[Opening Data for the task section]

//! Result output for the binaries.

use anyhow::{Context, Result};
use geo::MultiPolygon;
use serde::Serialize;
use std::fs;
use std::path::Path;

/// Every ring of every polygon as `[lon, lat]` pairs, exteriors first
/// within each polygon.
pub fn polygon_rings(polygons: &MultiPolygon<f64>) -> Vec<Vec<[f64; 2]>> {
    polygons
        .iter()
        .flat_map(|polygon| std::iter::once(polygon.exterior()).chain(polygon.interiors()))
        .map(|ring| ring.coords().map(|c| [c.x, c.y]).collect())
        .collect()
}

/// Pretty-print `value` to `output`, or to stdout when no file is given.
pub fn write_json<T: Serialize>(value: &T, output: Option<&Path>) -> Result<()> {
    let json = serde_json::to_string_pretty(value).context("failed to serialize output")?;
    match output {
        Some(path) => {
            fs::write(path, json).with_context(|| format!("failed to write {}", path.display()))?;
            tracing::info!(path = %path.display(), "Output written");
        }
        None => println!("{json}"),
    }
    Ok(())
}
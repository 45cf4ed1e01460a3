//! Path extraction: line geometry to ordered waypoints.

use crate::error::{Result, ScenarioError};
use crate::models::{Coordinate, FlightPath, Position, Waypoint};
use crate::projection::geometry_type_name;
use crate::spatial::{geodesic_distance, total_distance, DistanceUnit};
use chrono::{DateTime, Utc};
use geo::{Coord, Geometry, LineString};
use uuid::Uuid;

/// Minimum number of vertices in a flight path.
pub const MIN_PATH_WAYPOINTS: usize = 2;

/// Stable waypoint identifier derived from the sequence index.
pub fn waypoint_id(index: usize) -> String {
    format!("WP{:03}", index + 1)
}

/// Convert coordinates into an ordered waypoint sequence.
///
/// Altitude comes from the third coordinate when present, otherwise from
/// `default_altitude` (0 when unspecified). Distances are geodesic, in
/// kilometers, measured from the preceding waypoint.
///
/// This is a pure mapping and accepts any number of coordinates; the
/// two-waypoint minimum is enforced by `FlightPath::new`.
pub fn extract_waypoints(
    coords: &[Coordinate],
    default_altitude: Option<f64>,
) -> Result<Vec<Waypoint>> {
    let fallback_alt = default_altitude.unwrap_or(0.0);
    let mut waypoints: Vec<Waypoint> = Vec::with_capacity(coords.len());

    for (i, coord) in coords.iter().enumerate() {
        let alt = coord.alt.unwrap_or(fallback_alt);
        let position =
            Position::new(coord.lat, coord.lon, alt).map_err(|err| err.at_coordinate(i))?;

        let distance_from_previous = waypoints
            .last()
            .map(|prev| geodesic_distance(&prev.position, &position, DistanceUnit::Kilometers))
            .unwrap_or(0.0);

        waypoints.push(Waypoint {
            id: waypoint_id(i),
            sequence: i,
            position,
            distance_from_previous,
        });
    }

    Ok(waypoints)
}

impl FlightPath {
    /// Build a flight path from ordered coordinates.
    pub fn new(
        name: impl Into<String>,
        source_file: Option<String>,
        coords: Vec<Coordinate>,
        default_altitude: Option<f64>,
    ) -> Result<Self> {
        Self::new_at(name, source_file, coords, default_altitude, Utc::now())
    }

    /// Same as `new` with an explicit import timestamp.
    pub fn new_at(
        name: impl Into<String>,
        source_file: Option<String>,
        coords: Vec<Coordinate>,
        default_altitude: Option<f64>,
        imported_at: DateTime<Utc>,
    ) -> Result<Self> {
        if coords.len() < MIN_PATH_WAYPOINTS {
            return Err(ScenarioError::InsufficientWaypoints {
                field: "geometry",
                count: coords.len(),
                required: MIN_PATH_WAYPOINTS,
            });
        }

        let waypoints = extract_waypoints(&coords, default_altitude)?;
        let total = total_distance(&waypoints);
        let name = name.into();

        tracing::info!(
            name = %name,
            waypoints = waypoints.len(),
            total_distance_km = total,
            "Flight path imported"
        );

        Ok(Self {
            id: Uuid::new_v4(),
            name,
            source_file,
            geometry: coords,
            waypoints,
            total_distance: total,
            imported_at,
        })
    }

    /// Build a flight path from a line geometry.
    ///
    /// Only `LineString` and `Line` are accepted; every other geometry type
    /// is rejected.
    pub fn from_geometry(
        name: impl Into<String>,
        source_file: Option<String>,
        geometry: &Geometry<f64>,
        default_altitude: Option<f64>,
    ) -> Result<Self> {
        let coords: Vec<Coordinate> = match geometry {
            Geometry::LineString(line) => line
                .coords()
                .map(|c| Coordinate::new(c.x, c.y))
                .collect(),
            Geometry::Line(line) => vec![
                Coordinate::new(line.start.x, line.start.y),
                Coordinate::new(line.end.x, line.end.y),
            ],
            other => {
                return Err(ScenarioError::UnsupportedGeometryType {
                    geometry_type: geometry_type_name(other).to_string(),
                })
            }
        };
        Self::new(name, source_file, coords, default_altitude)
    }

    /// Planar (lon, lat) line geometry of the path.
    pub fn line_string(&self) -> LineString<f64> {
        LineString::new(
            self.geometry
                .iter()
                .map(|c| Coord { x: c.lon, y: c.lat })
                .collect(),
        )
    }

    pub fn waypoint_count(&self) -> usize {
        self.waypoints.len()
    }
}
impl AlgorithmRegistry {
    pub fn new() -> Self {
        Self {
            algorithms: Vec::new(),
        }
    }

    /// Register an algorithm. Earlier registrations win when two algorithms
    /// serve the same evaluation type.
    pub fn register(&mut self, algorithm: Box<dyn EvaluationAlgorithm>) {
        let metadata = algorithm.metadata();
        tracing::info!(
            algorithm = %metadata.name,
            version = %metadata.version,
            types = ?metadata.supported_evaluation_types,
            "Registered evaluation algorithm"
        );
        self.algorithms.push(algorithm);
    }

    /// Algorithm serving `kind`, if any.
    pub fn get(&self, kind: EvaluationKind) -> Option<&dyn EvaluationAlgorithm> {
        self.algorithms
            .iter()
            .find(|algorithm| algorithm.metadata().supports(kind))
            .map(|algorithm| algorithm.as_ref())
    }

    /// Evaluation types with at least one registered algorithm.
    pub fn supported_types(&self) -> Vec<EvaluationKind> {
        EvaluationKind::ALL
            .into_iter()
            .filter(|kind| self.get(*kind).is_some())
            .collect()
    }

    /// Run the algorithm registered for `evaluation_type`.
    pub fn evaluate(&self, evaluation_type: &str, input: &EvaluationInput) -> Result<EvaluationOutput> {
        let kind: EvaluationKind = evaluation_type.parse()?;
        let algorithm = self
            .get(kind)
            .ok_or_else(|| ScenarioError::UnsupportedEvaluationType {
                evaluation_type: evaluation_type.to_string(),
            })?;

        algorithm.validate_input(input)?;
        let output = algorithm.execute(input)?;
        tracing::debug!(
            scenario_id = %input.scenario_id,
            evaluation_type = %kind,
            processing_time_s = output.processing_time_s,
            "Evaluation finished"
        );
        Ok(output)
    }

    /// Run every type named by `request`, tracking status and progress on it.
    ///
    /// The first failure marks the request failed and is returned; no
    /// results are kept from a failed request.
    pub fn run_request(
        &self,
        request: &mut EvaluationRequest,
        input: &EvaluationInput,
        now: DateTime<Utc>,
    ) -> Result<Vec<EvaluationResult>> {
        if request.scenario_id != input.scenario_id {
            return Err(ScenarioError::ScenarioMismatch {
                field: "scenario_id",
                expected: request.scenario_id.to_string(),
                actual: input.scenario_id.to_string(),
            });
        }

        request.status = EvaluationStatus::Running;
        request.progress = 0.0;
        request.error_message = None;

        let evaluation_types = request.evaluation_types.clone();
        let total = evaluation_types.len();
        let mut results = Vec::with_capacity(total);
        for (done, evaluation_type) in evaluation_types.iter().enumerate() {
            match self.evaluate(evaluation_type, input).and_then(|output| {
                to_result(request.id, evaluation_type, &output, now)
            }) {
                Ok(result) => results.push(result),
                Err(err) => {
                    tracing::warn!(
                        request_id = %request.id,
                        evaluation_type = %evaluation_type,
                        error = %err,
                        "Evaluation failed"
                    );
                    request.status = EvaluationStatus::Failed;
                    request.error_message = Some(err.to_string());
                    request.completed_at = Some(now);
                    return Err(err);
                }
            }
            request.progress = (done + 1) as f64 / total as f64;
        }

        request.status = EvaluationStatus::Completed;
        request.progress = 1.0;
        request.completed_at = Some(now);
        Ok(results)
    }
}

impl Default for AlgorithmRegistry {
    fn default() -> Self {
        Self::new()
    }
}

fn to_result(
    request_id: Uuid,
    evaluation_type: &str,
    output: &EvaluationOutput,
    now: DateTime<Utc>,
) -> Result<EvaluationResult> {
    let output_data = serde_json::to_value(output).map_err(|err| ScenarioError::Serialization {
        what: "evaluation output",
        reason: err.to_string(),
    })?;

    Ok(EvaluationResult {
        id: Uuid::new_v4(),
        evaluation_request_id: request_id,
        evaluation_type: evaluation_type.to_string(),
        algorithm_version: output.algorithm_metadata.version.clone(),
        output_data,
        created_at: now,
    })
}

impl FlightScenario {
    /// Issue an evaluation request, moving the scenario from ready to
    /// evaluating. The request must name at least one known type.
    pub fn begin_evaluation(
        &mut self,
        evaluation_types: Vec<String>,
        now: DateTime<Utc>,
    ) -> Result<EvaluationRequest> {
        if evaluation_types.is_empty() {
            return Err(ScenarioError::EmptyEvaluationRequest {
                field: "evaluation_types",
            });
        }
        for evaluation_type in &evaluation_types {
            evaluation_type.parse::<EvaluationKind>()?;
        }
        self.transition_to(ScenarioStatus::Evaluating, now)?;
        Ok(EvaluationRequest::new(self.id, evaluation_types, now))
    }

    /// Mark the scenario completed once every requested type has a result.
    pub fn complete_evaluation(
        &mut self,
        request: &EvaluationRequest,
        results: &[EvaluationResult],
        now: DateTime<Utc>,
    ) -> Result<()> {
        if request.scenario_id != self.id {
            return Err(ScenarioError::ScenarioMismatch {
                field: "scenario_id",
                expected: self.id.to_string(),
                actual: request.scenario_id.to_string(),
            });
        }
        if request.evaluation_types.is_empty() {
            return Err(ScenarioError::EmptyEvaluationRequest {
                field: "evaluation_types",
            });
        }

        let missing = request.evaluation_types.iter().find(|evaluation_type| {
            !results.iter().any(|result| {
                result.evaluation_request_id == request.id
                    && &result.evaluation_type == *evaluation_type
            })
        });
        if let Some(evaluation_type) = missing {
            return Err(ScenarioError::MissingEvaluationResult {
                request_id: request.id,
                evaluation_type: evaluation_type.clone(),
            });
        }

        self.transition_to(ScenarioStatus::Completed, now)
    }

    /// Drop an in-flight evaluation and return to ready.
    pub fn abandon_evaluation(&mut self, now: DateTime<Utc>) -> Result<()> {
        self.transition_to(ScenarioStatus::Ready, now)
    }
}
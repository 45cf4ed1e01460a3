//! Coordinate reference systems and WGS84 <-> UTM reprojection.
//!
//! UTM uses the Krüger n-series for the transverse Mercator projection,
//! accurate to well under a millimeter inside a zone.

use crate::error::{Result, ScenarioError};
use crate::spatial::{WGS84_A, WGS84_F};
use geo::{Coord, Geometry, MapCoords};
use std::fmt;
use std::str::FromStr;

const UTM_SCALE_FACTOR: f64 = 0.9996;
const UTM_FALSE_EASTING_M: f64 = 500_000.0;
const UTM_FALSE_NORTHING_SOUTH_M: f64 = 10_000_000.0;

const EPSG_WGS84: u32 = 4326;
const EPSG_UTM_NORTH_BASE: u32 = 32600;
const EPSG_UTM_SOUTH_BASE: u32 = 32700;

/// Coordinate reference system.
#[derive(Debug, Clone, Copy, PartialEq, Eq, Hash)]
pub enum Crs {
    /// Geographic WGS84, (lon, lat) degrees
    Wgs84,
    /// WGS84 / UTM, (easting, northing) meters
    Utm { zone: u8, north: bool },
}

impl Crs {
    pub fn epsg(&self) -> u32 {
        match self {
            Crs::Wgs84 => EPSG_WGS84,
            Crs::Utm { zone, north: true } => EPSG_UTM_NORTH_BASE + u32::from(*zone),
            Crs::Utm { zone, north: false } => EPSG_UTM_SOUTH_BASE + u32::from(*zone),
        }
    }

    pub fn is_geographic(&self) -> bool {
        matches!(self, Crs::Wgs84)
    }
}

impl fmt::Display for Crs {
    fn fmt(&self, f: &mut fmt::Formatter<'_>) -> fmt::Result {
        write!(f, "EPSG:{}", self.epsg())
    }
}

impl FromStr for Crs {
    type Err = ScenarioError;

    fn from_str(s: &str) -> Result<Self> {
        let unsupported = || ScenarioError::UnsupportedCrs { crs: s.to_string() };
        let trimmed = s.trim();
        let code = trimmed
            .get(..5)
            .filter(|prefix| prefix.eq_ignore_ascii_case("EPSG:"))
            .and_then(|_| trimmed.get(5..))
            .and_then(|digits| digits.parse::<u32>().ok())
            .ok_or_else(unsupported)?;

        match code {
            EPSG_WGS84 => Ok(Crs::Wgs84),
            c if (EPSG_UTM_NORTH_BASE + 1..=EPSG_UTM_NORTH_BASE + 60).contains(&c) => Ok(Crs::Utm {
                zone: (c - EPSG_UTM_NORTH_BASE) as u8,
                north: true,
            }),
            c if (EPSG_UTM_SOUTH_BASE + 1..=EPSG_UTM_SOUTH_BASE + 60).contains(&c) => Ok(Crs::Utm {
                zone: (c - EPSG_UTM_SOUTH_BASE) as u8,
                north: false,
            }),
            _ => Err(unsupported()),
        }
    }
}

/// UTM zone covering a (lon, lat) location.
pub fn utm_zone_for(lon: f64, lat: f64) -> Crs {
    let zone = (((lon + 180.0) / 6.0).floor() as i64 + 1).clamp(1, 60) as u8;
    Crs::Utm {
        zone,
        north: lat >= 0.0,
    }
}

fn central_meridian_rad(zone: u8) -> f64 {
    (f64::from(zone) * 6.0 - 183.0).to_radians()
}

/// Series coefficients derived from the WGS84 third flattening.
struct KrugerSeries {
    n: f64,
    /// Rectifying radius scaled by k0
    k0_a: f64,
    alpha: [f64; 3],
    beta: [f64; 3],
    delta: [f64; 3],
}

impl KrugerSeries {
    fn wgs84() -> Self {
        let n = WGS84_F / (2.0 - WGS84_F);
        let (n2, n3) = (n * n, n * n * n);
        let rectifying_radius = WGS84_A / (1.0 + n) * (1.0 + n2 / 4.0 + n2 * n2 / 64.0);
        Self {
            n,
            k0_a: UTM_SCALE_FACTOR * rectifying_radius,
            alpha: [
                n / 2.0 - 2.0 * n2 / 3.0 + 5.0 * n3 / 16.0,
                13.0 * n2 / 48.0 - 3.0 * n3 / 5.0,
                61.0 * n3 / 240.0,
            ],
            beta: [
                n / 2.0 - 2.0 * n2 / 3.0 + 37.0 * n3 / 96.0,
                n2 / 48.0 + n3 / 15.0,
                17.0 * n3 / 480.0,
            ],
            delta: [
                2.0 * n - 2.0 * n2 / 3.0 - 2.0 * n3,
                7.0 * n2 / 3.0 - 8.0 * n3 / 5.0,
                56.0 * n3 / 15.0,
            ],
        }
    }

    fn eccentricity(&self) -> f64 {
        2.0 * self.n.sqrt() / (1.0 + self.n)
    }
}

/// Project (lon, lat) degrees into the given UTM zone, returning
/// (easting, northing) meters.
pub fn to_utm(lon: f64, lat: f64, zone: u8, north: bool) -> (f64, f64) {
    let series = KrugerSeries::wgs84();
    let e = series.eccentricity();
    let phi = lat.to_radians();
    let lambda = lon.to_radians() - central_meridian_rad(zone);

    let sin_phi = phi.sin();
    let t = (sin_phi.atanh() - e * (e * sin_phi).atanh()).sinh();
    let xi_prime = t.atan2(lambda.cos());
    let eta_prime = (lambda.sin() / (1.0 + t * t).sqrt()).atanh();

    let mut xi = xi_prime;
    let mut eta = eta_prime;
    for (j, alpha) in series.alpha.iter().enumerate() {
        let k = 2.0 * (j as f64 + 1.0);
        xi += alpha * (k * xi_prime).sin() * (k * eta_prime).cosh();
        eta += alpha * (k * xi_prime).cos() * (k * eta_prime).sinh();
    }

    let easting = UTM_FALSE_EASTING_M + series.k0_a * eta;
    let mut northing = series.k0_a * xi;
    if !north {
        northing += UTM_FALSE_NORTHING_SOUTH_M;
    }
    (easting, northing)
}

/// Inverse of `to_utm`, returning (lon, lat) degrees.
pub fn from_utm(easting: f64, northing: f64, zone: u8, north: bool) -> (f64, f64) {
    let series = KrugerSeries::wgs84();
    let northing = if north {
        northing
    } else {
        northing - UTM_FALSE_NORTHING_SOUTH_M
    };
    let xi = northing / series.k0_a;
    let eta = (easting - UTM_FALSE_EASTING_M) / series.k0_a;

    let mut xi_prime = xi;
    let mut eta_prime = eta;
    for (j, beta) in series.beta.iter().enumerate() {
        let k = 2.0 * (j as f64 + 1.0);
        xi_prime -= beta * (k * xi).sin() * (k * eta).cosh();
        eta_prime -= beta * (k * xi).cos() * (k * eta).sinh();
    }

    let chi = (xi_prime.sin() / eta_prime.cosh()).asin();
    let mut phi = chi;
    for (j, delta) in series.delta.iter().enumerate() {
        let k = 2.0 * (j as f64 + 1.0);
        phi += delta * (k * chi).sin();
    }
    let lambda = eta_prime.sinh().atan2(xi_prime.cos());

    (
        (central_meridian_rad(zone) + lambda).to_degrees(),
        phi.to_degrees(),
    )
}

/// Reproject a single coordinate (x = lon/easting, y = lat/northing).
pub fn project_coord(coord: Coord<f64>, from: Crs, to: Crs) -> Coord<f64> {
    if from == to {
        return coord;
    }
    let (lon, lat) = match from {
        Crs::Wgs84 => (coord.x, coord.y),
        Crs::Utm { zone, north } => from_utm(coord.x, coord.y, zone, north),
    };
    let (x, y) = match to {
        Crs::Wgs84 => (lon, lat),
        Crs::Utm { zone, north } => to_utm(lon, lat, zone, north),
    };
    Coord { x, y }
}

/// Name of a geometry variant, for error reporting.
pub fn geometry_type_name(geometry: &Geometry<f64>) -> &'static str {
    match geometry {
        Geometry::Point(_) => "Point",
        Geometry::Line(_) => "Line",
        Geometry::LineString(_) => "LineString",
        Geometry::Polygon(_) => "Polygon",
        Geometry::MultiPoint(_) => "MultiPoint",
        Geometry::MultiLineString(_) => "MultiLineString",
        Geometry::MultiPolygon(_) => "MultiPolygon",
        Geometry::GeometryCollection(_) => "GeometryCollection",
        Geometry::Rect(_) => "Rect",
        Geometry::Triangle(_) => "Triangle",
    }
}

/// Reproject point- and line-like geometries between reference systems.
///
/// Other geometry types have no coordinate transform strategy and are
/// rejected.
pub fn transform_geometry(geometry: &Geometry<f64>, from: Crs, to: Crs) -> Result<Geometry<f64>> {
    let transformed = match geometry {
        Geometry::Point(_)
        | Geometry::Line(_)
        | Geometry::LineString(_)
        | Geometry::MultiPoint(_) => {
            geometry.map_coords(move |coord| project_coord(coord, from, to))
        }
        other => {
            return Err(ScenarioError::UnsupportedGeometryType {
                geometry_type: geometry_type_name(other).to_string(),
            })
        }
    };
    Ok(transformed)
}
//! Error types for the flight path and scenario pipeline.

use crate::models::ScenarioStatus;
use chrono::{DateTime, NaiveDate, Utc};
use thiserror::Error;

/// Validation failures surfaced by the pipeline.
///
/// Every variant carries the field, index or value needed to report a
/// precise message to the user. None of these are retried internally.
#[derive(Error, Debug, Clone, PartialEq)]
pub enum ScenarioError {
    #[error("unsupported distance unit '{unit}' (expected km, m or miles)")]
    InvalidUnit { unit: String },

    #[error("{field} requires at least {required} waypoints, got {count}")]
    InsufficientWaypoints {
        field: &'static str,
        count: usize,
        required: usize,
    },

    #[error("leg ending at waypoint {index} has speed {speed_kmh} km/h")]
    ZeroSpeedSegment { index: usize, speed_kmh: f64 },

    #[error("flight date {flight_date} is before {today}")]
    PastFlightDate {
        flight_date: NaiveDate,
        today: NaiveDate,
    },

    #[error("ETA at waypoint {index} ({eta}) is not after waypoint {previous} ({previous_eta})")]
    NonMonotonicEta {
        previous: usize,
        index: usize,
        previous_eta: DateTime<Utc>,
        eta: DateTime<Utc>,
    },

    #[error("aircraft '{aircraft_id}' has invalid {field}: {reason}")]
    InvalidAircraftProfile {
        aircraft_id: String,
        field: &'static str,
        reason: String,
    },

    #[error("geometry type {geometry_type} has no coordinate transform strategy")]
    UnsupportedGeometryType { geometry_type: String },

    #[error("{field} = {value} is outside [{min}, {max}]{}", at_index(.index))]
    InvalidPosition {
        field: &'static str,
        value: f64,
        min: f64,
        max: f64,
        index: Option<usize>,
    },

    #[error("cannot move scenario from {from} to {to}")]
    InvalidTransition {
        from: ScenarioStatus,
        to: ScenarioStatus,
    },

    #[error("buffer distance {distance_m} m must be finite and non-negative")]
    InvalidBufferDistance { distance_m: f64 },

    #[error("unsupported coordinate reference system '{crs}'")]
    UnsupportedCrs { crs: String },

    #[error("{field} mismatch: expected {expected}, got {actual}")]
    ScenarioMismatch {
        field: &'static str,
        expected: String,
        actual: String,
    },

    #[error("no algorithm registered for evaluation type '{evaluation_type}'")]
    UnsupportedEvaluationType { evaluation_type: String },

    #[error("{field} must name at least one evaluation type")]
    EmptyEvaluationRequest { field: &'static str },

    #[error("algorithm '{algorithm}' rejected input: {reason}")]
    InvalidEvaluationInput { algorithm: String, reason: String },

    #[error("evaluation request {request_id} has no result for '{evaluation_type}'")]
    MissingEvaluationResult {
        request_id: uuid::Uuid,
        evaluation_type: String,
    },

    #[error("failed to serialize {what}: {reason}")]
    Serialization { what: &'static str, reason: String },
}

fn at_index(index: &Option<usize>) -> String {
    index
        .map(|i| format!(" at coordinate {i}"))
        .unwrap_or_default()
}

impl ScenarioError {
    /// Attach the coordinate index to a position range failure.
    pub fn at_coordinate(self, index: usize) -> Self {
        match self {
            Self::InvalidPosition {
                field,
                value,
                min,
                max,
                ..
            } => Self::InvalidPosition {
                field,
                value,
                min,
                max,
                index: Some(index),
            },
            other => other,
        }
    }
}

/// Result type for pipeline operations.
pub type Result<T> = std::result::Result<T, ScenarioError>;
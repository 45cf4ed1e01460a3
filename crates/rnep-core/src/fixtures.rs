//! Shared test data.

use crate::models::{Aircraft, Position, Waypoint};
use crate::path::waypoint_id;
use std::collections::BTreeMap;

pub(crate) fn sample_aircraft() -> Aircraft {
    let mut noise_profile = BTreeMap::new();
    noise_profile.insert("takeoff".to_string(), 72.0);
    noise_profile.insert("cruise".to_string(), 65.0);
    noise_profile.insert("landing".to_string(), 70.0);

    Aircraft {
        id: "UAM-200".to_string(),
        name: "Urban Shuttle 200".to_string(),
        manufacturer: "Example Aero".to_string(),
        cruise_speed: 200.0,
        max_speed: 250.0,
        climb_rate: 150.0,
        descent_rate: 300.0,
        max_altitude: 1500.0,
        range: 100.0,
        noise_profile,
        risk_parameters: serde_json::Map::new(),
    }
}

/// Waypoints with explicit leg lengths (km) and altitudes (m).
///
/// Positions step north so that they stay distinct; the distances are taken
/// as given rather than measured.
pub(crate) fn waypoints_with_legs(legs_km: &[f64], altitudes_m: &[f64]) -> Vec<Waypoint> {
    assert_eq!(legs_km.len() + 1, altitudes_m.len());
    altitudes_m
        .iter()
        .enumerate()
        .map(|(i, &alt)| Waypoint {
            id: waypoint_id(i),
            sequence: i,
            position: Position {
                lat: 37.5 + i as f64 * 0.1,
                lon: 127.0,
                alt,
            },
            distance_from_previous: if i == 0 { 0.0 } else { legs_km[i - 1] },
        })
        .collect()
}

[Closing Data for the task section]

- _Activity_
The lines holding the word "trimmed" are the answer. Find them in the entries and copy them.

- _Answer_
        let trimmed = s.trim();
        let code = trimmed
            .and_then(|_| trimmed.get(5..))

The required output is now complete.